Temps d’écriture : 19min41,
Et j’ai envie d’écrire autour de toi, Sopalin.
Ami du quotidien, trop souvent négligé
Usé, sali, blessé, vulgairement distribué,
Pas aussi élégant pour vos invités
Que les nobles serviettes qui trônent sur la table
Certies de ronds dorées, compagnons agréables
Même les torchons tâchés demeurent plus pérennes
Que pauvre Sopalin que toujours on étrenne
Et qu’on jette aussitôt, comme une mauvaise graine
Dans une poubelle vorace aux odeurs épicées
Retrouver les mouchoirs, dont les larmes ont séchés
Ces amis de mouroir, ces compagnons gâchés
Toi mon bon Sopalin, aux couleurs opalines
Rouleau pratique, utile et machinale turbine
Les ménages tournent à trois
Mais jamais bien sans toi
Lorsque tu n’es plus là, on se bien demande où tu as pu aller
Avec quel essuie-tout Okay, beau cylindre de papier ?

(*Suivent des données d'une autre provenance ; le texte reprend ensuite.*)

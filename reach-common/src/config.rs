//! Bootstrap configuration
//!
//! Resolution priority (highest first):
//! 1. Command-line argument
//! 2. Environment variable
//! 3. TOML config file
//! 4. Compiled defaults
//!
//! A missing or unreadable config file is never fatal: a warning is logged and
//! compiled defaults are used.

use crate::{Error, Result};
use serde::{Deserialize, Serialize};
use std::path::{Path, PathBuf};
use tracing::{info, warn};

/// Environment variable naming an explicit config file
pub const ENV_CONFIG: &str = "REACH_CONFIG";
/// Environment variable overriding the database path
pub const ENV_DATABASE_PATH: &str = "REACH_DATABASE_PATH";
/// Environment variable overriding the geocoding API key
pub const ENV_GEOCODING_API_KEY: &str = "REACH_GEOCODING_API_KEY";
/// Environment variable overriding the log level
pub const ENV_LOG_LEVEL: &str = "REACH_LOG_LEVEL";

/// Configuration loaded from TOML
#[derive(Debug, Clone, Serialize, Deserialize)]
pub struct TomlConfig {
    /// Path to SQLite database file
    #[serde(default = "default_database_path")]
    pub database_path: PathBuf,

    #[serde(default)]
    pub logging: LoggingConfig,

    #[serde(default)]
    pub sync: SyncConfig,

    #[serde(default)]
    pub geocoding: GeocodingConfig,
}

/// Logging configuration
#[derive(Debug, Clone, Serialize, Deserialize)]
pub struct LoggingConfig {
    /// Log level (trace, debug, info, warn, error) or a full filter directive
    #[serde(default = "default_log_level")]
    pub level: String,

    /// Log file path (logs to stderr if not specified)
    #[serde(default)]
    pub file: Option<PathBuf>,
}

/// Sync engine tuning
#[derive(Debug, Clone, Serialize, Deserialize)]
pub struct SyncConfig {
    /// Window (days) for selecting recently updated contacts
    #[serde(default = "default_days_back")]
    pub days_back: u32,

    /// Upper bound for any single external lookup (DNS, geocoding)
    #[serde(default = "default_lookup_timeout_ms")]
    pub lookup_timeout_ms: u64,

    /// Maximum geocoding cache entries
    #[serde(default = "default_geocode_cache_capacity")]
    pub geocode_cache_capacity: usize,

    /// Geocoding cache entry lifetime; 0 disables expiry
    #[serde(default = "default_geocode_cache_ttl_secs")]
    pub geocode_cache_ttl_secs: u64,

    /// Region used to parse phone numbers without a leading `+`
    #[serde(default = "default_phone_region")]
    pub default_phone_region: String,
}

/// Geocoding provider settings
#[derive(Debug, Clone, Default, Serialize, Deserialize)]
pub struct GeocodingConfig {
    /// API key; geocoding is disabled when absent
    #[serde(default)]
    pub api_key: Option<String>,

    /// Endpoint override (defaults to the Google Geocoding API)
    #[serde(default)]
    pub endpoint: Option<String>,
}

fn default_database_path() -> PathBuf {
    default_data_dir().join("reach.db")
}

fn default_log_level() -> String {
    "info".to_string()
}

fn default_days_back() -> u32 {
    7
}

fn default_lookup_timeout_ms() -> u64 {
    3000
}

fn default_geocode_cache_capacity() -> usize {
    1024
}

fn default_geocode_cache_ttl_secs() -> u64 {
    86_400
}

fn default_phone_region() -> String {
    "US".to_string()
}

impl Default for LoggingConfig {
    fn default() -> Self {
        Self {
            level: default_log_level(),
            file: None,
        }
    }
}

impl Default for SyncConfig {
    fn default() -> Self {
        Self {
            days_back: default_days_back(),
            lookup_timeout_ms: default_lookup_timeout_ms(),
            geocode_cache_capacity: default_geocode_cache_capacity(),
            geocode_cache_ttl_secs: default_geocode_cache_ttl_secs(),
            default_phone_region: default_phone_region(),
        }
    }
}

impl Default for TomlConfig {
    fn default() -> Self {
        Self {
            database_path: default_database_path(),
            logging: LoggingConfig::default(),
            sync: SyncConfig::default(),
            geocoding: GeocodingConfig::default(),
        }
    }
}

impl TomlConfig {
    /// Parse configuration from TOML text
    pub fn from_toml_str(content: &str) -> Result<Self> {
        toml::from_str(content).map_err(|e| Error::Config(format!("Parse TOML failed: {}", e)))
    }

    /// Load configuration following the resolution priority
    ///
    /// `cli_config` is an explicit config file path; `cli_database` an explicit
    /// database path. Both win over every other source.
    pub fn load(cli_config: Option<&Path>, cli_database: Option<&Path>) -> Result<Self> {
        let explicit = cli_config
            .map(Path::to_path_buf)
            .or_else(|| std::env::var(ENV_CONFIG).ok().map(PathBuf::from));

        let mut config = match explicit {
            // An explicitly named file must exist and parse
            Some(path) => Self::read_file(&path)?,
            None => match find_config_file() {
                Some(path) => match Self::read_file(&path) {
                    Ok(config) => config,
                    Err(e) => {
                        warn!("Ignoring unreadable config {}: {}", path.display(), e);
                        Self::default()
                    }
                },
                None => {
                    warn!("No config file found, using compiled defaults");
                    Self::default()
                }
            },
        };

        config.apply_env_overrides();

        if let Some(path) = cli_database {
            config.database_path = path.to_path_buf();
        }

        Ok(config)
    }

    fn read_file(path: &Path) -> Result<Self> {
        let content = std::fs::read_to_string(path)
            .map_err(|e| Error::Config(format!("Read {} failed: {}", path.display(), e)))?;
        let config = Self::from_toml_str(&content)?;
        info!("Loaded config from {}", path.display());
        Ok(config)
    }

    /// Apply `REACH_*` environment overrides in place
    pub fn apply_env_overrides(&mut self) {
        if let Ok(path) = std::env::var(ENV_DATABASE_PATH) {
            if !path.trim().is_empty() {
                self.database_path = PathBuf::from(path);
            }
        }
        if let Ok(key) = std::env::var(ENV_GEOCODING_API_KEY) {
            if !key.trim().is_empty() {
                self.geocoding.api_key = Some(key);
            }
        }
        if let Ok(level) = std::env::var(ENV_LOG_LEVEL) {
            if !level.trim().is_empty() {
                self.logging.level = level;
            }
        }
    }
}

/// Locate the user or system config file, if any
fn find_config_file() -> Option<PathBuf> {
    let user_config = dirs::config_dir().map(|d| d.join("reach").join("config.toml"));
    if let Some(path) = user_config {
        if path.exists() {
            return Some(path);
        }
    }

    if cfg!(target_os = "linux") {
        let system_config = PathBuf::from("/etc/reach/config.toml");
        if system_config.exists() {
            return Some(system_config);
        }
    }

    None
}

/// OS-dependent default data directory
fn default_data_dir() -> PathBuf {
    dirs::data_local_dir()
        .map(|d| d.join("reach"))
        .unwrap_or_else(|| PathBuf::from("./reach_data"))
}

#[cfg(test)]
mod tests {
    use super::*;

    #[test]
    fn test_partial_toml_fills_defaults() {
        let config = TomlConfig::from_toml_str(
            r#"
            database_path = "/tmp/reach.db"

            [sync]
            days_back = 3
            "#,
        )
        .unwrap();

        assert_eq!(config.database_path, PathBuf::from("/tmp/reach.db"));
        assert_eq!(config.sync.days_back, 3);
        assert_eq!(config.sync.lookup_timeout_ms, 3000);
        assert_eq!(config.sync.default_phone_region, "US");
        assert_eq!(config.logging.level, "info");
        assert!(config.geocoding.api_key.is_none());
    }

    #[test]
    fn test_invalid_toml_is_config_error() {
        let result = TomlConfig::from_toml_str("database_path = [");
        assert!(matches!(result, Err(Error::Config(_))));
    }
}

Tu ne vis que d’urgence, de jus de citron pressé,
De souillures de vins tenaces, de cendres égarées
De minuscules particules de vie par-ci par-là
A notre service tu es, car Sopalin tu resteras
Complice du délit, du crime que l’on commet
Sauveur de notre maladresse, victime de nos méfaits
En un coup de ton corps, d’un geste, effacé
Agneau sacrificiel, à jamais absorbé
Tes sillons pourtant parfois joliment ornés
De dessins d’éléphants ou de chatons psychés,
Ne décorent que l’enveloppe d’un fruit avarié
Sopalin, banal objet chéri de mes pensées
Si ce texte ne plaît point, tu pourras l’essuyer.